• **What to do**
Which lines of the records contain the word "going"? Copy each one.

[Dataset entries]
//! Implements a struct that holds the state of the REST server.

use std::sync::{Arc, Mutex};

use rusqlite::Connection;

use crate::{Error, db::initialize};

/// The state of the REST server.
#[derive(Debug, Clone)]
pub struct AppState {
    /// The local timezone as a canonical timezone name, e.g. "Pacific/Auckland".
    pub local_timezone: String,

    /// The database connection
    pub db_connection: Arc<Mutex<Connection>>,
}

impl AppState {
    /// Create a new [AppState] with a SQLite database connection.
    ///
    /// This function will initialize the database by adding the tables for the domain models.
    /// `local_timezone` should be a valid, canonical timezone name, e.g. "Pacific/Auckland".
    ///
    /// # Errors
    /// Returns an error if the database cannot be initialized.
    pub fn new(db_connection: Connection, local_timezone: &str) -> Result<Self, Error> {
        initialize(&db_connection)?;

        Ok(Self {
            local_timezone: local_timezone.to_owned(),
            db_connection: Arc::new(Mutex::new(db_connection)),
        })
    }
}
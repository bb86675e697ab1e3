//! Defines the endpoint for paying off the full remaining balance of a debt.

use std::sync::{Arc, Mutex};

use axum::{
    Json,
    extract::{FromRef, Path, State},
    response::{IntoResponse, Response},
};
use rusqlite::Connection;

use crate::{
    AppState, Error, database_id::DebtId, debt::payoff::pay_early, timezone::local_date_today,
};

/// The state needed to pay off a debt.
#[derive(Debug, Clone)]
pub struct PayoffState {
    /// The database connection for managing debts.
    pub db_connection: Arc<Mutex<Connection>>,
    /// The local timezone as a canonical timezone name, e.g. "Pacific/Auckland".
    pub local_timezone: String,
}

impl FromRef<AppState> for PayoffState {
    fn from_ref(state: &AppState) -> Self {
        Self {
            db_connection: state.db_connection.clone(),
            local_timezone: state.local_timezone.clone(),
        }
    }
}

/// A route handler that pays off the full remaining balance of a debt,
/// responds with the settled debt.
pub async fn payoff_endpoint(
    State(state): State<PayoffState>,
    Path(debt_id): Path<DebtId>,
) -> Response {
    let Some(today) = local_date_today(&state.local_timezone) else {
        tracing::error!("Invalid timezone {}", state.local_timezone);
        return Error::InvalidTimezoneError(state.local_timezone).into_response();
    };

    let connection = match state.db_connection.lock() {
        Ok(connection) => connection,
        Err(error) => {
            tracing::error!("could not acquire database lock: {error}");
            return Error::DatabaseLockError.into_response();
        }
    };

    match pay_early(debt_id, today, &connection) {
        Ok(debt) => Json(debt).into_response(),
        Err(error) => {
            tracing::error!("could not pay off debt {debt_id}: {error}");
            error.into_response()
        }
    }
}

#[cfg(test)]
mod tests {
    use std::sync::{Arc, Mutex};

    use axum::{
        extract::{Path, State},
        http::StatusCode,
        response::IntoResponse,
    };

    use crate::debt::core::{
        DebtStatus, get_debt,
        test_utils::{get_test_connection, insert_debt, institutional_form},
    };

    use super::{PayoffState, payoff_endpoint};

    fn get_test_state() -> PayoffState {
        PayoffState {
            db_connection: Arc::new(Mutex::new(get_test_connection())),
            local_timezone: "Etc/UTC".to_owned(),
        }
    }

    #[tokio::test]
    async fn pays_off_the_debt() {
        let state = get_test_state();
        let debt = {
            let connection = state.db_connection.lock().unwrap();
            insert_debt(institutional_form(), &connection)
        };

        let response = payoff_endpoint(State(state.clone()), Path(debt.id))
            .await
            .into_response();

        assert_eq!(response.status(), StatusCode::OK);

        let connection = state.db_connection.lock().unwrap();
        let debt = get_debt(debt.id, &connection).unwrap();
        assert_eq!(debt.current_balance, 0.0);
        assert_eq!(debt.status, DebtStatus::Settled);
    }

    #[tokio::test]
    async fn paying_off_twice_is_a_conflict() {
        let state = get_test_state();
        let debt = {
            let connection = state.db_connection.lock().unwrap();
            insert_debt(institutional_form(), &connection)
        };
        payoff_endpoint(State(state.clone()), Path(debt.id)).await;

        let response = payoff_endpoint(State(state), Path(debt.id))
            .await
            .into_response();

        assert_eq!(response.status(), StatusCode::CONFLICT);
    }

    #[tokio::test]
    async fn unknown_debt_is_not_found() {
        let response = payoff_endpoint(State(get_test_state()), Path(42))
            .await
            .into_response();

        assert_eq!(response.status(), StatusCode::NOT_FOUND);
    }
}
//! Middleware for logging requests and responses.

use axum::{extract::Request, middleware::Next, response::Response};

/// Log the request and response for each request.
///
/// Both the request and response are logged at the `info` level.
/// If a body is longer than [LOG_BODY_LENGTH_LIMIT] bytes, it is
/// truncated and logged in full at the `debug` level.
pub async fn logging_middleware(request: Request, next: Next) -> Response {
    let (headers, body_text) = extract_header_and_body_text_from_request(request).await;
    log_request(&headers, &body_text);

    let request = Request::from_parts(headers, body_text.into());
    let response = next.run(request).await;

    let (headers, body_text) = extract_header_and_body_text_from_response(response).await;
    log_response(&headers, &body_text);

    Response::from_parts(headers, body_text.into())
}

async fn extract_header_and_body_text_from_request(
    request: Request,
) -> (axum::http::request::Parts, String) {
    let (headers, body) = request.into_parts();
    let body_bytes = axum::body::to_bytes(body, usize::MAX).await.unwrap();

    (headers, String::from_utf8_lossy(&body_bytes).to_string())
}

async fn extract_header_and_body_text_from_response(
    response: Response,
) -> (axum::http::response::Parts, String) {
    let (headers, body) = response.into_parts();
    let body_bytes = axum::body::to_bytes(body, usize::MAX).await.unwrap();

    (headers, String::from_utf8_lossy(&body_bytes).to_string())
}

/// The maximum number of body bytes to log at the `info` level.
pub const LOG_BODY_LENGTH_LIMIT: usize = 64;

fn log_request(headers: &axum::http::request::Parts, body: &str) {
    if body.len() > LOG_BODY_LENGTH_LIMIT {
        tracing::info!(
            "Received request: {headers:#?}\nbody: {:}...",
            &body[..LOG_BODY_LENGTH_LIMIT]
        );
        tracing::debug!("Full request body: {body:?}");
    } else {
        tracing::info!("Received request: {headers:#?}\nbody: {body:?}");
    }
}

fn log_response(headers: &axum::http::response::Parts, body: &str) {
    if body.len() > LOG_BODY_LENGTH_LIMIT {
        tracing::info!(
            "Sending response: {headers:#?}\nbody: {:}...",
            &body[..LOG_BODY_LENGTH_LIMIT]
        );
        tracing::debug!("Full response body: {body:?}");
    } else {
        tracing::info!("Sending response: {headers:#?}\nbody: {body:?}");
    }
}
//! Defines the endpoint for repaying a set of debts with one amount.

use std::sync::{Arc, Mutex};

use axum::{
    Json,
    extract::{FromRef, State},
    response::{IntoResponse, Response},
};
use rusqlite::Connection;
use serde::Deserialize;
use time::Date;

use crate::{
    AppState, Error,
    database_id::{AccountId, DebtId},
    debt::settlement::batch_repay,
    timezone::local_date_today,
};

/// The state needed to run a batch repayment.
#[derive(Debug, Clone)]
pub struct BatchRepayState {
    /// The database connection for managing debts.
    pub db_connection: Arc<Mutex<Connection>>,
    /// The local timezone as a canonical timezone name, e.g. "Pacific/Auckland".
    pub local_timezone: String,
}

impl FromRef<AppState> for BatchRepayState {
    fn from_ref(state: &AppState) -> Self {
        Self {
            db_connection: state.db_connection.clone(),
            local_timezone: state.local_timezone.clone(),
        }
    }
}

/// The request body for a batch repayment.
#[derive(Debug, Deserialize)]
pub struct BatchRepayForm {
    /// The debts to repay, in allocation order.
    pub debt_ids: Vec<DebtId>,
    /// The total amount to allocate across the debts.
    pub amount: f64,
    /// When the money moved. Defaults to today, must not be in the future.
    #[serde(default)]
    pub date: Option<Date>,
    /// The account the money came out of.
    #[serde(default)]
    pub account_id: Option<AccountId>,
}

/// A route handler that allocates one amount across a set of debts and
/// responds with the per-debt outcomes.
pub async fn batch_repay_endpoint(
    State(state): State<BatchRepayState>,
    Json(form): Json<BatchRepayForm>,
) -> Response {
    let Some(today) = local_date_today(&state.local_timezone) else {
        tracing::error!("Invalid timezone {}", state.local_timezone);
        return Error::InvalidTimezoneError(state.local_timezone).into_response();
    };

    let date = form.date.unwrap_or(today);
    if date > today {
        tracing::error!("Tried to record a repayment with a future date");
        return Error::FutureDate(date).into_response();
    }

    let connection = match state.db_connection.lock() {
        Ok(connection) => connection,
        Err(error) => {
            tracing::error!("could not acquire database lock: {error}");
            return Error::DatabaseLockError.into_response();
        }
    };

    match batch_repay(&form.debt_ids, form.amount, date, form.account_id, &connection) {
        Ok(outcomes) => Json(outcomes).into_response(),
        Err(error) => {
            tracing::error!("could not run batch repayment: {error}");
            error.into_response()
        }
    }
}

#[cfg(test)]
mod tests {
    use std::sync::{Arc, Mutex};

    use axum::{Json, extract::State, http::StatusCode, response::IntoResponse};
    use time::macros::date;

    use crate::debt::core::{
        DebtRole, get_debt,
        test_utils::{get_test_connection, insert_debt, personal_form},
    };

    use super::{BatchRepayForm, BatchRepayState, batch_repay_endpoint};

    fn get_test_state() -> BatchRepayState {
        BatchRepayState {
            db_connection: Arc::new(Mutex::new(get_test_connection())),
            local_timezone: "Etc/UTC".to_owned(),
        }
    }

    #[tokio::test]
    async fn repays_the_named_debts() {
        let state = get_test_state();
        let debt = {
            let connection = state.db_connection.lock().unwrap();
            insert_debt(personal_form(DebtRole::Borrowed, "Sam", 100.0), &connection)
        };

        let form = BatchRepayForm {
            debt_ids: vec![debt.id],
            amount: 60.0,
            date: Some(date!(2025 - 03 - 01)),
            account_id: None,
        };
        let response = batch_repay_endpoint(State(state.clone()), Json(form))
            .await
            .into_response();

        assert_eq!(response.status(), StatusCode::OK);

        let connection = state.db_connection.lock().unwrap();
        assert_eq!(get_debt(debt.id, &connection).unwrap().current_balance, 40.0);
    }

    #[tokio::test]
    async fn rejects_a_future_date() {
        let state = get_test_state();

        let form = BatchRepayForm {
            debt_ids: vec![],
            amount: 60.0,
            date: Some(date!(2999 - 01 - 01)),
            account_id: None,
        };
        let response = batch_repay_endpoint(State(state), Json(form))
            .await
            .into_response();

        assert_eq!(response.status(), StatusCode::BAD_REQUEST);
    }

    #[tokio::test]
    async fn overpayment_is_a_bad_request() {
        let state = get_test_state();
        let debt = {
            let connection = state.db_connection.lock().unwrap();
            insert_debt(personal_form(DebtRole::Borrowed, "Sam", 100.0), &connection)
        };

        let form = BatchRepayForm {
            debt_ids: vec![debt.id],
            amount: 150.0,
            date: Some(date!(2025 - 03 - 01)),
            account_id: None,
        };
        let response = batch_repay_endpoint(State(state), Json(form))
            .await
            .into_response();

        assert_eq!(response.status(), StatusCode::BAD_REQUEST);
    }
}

...

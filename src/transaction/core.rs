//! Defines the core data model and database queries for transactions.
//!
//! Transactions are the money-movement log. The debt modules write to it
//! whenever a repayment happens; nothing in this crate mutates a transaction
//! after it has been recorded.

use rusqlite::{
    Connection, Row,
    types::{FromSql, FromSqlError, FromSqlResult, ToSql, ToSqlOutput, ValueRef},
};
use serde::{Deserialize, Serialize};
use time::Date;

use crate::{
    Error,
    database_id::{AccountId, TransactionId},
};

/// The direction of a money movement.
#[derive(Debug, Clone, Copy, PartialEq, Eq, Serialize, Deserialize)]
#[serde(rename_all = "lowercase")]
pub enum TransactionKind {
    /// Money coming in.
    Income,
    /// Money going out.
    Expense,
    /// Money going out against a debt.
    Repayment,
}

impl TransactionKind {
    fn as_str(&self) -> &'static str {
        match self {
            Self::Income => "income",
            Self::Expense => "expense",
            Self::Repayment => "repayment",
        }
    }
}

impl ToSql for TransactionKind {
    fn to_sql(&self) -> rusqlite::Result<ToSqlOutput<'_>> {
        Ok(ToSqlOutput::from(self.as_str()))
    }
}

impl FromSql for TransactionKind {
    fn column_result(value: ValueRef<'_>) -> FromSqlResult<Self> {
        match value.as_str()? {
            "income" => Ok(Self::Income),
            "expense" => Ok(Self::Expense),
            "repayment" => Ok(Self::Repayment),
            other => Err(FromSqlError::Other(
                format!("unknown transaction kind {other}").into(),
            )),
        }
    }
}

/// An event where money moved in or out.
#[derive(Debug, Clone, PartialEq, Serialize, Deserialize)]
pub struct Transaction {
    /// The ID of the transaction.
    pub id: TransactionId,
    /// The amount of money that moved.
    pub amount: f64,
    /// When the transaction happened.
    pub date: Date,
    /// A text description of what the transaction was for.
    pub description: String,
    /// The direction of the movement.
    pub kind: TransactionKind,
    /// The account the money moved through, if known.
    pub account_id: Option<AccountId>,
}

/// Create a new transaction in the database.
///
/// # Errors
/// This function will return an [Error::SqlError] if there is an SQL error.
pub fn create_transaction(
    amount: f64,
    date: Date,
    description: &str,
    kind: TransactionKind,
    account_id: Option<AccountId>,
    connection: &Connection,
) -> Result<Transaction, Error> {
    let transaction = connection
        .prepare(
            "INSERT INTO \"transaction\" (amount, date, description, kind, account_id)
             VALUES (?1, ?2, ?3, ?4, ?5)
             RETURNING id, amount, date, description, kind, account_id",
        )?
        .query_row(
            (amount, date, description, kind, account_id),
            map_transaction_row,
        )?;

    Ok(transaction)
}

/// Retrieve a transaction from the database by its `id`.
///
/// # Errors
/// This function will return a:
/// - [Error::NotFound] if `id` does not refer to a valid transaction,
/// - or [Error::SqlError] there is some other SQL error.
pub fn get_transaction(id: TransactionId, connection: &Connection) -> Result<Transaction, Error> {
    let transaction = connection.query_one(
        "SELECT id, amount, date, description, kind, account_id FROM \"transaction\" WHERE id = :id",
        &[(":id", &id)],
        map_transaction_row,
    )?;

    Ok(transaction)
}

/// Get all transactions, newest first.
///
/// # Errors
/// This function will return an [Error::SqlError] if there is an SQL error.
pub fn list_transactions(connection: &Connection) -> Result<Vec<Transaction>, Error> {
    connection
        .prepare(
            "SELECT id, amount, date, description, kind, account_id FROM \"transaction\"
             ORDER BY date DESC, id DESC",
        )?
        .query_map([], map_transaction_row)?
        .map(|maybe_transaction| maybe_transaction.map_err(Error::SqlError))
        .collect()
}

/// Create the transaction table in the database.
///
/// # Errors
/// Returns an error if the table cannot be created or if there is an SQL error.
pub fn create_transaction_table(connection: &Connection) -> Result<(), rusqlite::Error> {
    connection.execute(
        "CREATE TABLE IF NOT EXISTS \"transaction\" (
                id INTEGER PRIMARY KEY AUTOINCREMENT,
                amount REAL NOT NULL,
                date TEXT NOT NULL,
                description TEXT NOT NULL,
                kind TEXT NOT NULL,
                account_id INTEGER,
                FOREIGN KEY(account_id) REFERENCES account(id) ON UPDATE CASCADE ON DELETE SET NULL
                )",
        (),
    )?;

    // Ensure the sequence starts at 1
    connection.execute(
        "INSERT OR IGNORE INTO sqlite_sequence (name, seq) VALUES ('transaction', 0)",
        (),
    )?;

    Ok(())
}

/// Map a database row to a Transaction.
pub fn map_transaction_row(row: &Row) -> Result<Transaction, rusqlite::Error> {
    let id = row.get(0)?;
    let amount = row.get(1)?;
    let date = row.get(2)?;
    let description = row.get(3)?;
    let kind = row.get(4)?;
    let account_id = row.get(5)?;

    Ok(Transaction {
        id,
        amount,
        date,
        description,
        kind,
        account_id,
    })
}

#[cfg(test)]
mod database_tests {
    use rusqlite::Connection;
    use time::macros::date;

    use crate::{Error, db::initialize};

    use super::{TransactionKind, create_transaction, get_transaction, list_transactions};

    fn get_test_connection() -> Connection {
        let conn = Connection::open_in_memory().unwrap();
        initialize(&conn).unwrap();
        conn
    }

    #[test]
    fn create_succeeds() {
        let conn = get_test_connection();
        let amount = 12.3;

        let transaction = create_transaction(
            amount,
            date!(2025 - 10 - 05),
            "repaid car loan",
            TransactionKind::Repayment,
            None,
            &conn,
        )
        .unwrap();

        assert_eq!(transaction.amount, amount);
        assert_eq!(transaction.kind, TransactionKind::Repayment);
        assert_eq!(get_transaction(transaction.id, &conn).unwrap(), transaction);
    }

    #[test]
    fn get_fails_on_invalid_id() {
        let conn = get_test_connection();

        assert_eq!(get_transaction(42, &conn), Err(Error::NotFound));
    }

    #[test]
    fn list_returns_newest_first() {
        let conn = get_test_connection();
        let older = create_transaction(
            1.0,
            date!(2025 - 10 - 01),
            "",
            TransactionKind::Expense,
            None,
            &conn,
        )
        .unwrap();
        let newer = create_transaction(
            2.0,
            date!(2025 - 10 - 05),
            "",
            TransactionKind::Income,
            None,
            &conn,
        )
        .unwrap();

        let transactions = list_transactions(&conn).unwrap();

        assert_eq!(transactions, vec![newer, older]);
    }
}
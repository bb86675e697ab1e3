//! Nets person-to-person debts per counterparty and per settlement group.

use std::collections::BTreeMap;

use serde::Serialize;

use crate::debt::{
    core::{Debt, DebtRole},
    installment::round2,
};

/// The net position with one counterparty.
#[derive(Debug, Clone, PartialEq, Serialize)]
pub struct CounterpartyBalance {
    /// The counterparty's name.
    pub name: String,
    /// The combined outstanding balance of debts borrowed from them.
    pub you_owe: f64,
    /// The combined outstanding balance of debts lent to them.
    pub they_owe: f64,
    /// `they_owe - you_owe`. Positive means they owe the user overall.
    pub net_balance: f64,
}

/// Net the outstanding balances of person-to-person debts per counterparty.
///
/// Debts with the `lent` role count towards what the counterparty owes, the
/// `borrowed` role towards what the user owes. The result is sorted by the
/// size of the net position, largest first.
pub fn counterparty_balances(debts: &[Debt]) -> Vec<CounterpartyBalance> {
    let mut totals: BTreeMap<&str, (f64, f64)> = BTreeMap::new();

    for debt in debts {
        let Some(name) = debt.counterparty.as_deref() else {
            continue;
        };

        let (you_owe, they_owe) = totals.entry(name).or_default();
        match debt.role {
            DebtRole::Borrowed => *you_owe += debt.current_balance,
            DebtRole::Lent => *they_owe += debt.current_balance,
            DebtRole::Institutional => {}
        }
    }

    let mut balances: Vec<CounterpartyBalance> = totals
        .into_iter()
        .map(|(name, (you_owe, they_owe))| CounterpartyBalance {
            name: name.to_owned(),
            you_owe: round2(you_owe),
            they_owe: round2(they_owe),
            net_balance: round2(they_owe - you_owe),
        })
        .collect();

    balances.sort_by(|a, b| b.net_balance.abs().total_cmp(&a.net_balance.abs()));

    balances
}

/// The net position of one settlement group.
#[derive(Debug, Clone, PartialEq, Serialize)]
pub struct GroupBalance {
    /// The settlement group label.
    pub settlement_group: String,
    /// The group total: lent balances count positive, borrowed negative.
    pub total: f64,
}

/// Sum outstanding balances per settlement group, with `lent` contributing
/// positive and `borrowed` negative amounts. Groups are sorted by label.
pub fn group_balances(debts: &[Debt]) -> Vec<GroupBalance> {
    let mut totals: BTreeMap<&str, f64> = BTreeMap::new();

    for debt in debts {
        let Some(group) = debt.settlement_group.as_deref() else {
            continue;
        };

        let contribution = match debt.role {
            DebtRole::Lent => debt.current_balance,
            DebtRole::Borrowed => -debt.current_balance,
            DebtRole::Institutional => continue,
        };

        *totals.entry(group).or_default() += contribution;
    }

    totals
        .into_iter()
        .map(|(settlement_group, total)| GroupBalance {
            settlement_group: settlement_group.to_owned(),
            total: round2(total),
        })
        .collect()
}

==

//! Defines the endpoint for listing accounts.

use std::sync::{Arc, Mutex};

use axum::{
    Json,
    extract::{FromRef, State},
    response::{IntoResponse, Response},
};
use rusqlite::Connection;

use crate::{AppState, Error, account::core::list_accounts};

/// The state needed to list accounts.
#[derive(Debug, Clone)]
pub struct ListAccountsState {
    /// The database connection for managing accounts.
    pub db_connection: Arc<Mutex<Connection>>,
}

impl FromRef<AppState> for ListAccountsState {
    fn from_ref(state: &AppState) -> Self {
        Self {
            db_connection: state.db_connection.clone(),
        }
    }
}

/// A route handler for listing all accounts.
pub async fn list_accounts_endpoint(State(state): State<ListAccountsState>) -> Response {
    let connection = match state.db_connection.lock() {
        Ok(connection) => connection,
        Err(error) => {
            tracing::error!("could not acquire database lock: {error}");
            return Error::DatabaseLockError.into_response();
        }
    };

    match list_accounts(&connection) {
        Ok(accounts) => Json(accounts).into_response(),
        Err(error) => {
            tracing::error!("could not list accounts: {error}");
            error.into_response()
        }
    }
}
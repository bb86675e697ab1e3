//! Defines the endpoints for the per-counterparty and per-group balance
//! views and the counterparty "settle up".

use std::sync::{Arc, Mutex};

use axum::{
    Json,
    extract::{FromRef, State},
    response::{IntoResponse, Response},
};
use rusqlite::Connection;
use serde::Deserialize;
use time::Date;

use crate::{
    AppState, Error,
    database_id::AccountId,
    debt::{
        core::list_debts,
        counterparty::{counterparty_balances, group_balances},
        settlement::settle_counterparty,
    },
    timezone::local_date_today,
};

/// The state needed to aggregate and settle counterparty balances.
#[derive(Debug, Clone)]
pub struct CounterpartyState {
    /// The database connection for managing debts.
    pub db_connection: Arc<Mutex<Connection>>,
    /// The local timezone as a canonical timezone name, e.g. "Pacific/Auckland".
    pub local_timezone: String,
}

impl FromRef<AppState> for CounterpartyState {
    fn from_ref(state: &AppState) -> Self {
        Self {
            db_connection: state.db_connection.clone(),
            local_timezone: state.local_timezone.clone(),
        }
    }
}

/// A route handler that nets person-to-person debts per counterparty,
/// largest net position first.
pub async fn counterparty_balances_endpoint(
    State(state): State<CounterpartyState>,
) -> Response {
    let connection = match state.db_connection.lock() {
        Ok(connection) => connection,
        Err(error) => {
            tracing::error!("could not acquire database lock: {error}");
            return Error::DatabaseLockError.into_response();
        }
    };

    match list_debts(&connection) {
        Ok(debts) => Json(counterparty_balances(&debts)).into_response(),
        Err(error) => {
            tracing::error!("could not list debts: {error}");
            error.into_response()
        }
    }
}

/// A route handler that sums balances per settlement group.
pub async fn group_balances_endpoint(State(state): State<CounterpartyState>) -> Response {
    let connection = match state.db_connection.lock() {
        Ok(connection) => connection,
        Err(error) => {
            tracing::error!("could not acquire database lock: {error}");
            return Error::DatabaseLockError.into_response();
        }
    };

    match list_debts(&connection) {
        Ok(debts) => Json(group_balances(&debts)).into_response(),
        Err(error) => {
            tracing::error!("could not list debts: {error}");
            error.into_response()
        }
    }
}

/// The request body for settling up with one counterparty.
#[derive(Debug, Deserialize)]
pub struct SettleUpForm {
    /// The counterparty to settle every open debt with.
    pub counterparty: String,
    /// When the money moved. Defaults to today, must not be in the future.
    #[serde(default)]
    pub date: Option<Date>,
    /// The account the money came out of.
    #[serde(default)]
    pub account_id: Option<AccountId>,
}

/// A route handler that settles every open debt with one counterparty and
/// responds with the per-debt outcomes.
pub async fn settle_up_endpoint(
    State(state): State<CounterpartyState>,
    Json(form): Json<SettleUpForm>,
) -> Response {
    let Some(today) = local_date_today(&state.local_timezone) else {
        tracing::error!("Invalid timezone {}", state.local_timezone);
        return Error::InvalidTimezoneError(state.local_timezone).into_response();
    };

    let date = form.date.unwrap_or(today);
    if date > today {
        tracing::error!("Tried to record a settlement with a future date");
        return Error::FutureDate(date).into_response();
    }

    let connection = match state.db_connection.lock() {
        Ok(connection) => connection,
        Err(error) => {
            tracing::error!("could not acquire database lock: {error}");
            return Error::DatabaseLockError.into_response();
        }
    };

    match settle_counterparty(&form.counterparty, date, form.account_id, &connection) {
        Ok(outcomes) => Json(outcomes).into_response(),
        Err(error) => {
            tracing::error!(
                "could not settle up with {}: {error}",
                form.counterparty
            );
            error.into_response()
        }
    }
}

• **Written solution**
    /// Money going out.
    /// Money going out against a debt.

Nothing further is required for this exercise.